May 22, 2023 -- Altering the chemical properties of the anti-nausea drug netupitant enables it to enter interior cell compartments and provide long-lasting pain relief, according to research published Monday in the Proceedings of the National Academy of Sciences (PNAS).
According to the researchers, the work demonstrates that pain signaling occurs inside cells rather than at the surface, highlighting the need for drugs that can reach receptors within cells.
G protein-coupled receptors (GPCRs) are a family of proteins that regulate many body processes; they are the target of one-third of clinically used drugs. A GPCR subset, including the neurokinin-1 (NK-1) receptor, plays an important role in pain.
Several drugs targeting the NK-1 receptor are U.S. Food and Drug Administration (FDA)-approved to prevent nausea and vomiting associated with chemotherapy or surgery. However, drugs targeting the receptor failed to control pain in clinical trials in the 1990s, dashing hopes for its use in pain management.
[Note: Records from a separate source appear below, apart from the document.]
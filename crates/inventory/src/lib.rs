//! Inventory kardex: per-product append-only movement logs.

pub mod kardex;

pub use kardex::{
    KardexCommand, KardexEntry, KardexEvent, MovementKind, MovementPosted, PostMovement,
    ProductKardex,
};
These drugs failed in part because they blocked receptors at cell surfaces.
The researchers found that GCPRs signal pain not from cell surfaces, but from compartments inside the cell called endosomes. Sustained signaling in endosomes appears necessary for the hyperexcitability of pain-sensing neurons involved in chronic pain. As a result, pain treatment may require developing new drugs that penetrate cells, are retained in endosomes, and disrupt signaling inside the cell.
The researchers focused on aprepitant and netupitant, two NK-1 receptor antagonists used to prevent nausea and vomiting. To overcome the enormous differences between the NK-1 receptor in mice and humans, the researchers genetically modified mice to express the human NK-1 receptor. Although encapsulating aprepitant in nanoparticles delivered the drug to endosomes, researchers found that aprepitant only briefly disrupted endosomal signaling in cellular studies, and only stopped pain in mice for short periods.
Netupitant held more promise. The researchers changed the drug's chemical properties to make it more capable of penetrating a cell's lipid membrane. They also altered the charge on the molecule so that once the drug entered the acidic endosome environment, it would stay trapped inside and accumulate. These changes allowed the modified netupitant to readily penetrate cells, reach the endosome, and block NK-1 receptor signaling for a much longer time. The altered netupitant had a more potent and long-lasting analgesic effect in mice than either aprepitant or the regular form of netupitant.
The researchers also studied mice with NK-1 receptors on the outer cell membrane, rather than inside. These mice were more resistant to pain than those with human NK-1 receptors inside the cell, illustrating the importance of endosomes in signaling pain. The researchers plan to continue studies on animals with the goal of developing new pain therapies that block GCPRs in endosomes.
"Although we focused on the neurokinin-1 receptor, our findings are likely applicable to many G-protein coupled receptors because many of them show sustained signaling within cells, and therefore require drugs that can enter cells and block the receptors in endosomes," senior author Nigel Bunnett, molecular pathobiology professor at the NYU College of Dentistry, said in a statement.
Disclosures: Nigel Bunnett is a founding scientist of Endosome Therapeutics. His laboratory's research is funded in part by Takeda Pharmaceuticals International.